**Data extracts:**
^^^^^^^^^^^^^^^^

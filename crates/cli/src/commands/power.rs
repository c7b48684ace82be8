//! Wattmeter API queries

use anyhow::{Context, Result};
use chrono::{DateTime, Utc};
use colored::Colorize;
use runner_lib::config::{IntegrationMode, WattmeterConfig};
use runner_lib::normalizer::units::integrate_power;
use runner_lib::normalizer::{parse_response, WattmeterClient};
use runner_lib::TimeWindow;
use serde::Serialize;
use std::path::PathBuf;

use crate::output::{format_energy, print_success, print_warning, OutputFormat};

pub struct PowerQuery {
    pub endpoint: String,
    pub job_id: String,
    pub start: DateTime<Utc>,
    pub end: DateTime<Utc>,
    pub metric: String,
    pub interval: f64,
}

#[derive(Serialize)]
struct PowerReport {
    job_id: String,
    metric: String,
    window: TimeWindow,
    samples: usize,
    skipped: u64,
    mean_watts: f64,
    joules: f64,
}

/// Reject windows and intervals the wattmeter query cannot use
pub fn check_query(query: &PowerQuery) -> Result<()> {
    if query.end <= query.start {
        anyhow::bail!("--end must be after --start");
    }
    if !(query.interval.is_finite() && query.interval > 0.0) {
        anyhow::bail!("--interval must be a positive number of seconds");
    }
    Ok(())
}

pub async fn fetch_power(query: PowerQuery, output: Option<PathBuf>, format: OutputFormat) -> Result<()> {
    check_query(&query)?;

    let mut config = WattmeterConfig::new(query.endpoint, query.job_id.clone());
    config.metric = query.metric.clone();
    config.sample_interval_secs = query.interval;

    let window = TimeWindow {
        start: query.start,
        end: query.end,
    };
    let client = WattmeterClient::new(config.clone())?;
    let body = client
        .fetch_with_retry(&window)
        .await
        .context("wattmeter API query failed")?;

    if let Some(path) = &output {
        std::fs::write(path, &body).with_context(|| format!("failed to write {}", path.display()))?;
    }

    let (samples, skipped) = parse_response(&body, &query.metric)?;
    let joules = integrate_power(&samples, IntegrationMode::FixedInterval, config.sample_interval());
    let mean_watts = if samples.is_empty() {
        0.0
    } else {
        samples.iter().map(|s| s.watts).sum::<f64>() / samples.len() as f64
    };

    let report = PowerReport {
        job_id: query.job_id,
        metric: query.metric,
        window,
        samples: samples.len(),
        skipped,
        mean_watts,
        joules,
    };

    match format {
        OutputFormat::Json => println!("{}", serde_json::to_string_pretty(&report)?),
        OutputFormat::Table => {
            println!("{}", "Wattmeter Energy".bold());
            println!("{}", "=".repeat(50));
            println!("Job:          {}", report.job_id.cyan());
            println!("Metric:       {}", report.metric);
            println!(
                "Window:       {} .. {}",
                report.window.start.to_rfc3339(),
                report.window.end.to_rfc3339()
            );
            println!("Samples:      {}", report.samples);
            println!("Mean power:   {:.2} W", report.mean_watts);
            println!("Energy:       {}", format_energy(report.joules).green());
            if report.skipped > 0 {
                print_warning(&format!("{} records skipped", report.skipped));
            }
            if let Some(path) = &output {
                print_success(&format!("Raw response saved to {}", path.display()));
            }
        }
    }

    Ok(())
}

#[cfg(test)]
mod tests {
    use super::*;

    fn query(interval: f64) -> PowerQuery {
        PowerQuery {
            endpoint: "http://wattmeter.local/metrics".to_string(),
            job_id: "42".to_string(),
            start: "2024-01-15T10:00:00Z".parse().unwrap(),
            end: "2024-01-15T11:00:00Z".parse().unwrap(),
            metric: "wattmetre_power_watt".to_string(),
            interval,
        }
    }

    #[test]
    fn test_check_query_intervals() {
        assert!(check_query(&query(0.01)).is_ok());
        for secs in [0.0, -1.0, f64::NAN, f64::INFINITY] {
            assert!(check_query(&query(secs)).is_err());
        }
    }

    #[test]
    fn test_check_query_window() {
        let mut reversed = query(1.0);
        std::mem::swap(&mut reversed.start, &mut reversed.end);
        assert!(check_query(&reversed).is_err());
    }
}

^^^^^^^^^^^^^^^^

Which lines above carry the string "config"? Copy those lines.

**Reply to the exercise:**
use runner_lib::config::{IntegrationMode, WattmeterConfig};
    let mut config = WattmeterConfig::new(query.endpoint, query.job_id.clone());
    config.metric = query.metric.clone();
    config.sample_interval_secs = query.interval;
    let client = WattmeterClient::new(config.clone())?;
    let joules = integrate_power(&samples, IntegrationMode::FixedInterval, config.sample_interval());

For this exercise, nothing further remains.